[About this exercise]
Below are some entries. Copy each line that holds the string "clone".

[[ Exercise material open ]]

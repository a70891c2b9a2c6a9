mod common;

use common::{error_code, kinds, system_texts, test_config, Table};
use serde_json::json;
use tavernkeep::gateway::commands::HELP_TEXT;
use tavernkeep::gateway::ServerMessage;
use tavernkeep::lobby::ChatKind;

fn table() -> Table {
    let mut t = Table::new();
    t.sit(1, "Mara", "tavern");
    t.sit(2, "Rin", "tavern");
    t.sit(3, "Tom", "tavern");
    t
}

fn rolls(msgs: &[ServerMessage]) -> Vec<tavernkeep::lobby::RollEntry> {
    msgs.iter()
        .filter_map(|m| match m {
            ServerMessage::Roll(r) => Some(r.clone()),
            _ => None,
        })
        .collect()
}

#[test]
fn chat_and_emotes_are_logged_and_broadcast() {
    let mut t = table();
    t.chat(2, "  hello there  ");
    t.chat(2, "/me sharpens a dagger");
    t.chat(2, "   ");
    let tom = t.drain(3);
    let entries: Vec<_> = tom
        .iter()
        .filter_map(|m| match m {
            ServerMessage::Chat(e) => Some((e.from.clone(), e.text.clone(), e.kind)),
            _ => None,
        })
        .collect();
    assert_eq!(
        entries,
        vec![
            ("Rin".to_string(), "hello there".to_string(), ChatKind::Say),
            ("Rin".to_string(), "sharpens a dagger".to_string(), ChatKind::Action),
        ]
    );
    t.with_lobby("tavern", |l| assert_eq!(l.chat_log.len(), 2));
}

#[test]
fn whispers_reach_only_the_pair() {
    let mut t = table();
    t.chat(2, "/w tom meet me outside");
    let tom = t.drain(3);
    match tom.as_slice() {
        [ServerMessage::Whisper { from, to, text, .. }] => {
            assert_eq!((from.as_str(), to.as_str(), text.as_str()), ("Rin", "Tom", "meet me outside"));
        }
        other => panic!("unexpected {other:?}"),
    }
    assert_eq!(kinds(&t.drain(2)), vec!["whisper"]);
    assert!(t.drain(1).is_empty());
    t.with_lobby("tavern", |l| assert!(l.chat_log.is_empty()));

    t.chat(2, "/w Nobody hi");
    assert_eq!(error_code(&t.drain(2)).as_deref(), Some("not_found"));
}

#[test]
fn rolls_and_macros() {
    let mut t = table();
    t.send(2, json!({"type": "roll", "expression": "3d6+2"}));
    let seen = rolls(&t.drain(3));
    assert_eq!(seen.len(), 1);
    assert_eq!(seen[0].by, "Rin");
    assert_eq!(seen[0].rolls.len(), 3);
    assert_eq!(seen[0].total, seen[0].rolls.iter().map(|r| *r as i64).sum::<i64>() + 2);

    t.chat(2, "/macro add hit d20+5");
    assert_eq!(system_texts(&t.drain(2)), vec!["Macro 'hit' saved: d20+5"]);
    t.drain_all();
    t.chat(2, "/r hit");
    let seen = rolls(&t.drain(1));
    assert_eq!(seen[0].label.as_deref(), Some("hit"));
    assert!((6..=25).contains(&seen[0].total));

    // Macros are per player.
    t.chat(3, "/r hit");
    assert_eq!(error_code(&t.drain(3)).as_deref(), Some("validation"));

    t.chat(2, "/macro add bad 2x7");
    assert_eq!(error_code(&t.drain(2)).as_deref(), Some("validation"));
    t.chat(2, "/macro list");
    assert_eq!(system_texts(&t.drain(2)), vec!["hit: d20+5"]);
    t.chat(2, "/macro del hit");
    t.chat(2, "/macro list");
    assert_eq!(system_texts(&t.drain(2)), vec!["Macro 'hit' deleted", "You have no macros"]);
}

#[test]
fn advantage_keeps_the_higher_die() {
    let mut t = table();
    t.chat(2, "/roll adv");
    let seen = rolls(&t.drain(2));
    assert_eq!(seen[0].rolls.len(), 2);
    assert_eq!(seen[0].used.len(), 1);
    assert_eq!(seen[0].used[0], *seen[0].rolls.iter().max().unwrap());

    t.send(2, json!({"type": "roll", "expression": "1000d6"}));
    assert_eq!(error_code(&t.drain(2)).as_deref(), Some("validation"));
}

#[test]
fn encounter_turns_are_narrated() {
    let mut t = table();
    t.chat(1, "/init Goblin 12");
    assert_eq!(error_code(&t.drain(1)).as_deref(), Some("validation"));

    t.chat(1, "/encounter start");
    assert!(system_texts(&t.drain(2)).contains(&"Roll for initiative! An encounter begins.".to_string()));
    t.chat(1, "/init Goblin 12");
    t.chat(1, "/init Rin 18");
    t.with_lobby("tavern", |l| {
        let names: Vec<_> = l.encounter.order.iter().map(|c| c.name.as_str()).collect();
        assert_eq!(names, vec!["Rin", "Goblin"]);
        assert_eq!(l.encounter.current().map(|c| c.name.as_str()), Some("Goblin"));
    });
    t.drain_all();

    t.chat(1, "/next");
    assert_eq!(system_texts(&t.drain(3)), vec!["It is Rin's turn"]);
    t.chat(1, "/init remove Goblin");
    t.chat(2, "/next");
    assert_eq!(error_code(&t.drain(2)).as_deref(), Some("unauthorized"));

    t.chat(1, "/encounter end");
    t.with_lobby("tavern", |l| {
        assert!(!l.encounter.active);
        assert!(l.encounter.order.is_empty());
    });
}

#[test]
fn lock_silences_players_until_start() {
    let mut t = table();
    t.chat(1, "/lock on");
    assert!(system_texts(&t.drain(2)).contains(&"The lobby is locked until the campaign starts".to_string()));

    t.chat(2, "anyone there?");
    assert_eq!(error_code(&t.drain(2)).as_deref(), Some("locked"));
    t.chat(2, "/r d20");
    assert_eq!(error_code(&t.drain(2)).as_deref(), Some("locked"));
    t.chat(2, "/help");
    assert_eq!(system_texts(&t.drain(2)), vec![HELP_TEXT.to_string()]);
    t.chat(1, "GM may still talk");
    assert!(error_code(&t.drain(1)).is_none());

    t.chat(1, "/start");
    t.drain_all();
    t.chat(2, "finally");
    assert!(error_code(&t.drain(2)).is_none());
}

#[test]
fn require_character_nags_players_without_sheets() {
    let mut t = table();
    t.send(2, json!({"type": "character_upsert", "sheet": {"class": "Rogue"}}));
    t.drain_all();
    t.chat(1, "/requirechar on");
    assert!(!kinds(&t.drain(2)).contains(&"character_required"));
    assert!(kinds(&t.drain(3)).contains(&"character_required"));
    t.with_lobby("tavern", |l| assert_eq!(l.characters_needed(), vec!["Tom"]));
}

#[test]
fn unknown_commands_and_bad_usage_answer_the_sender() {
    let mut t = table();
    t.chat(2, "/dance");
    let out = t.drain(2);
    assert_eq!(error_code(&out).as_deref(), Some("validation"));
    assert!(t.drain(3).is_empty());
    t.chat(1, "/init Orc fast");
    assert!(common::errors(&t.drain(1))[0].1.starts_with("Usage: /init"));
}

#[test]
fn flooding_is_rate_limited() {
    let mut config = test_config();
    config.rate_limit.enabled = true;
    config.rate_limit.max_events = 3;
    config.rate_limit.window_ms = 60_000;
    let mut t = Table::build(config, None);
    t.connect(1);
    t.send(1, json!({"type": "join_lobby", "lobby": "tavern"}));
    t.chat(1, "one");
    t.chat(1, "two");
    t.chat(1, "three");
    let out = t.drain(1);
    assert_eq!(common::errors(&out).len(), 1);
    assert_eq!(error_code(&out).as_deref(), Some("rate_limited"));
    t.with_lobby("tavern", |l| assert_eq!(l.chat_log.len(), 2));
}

[[ Exercise material closed ]]

[The completed task]
            ServerMessage::Roll(r) => Some(r.clone()),
            ServerMessage::Chat(e) => Some((e.from.clone(), e.text.clone(), e.kind)),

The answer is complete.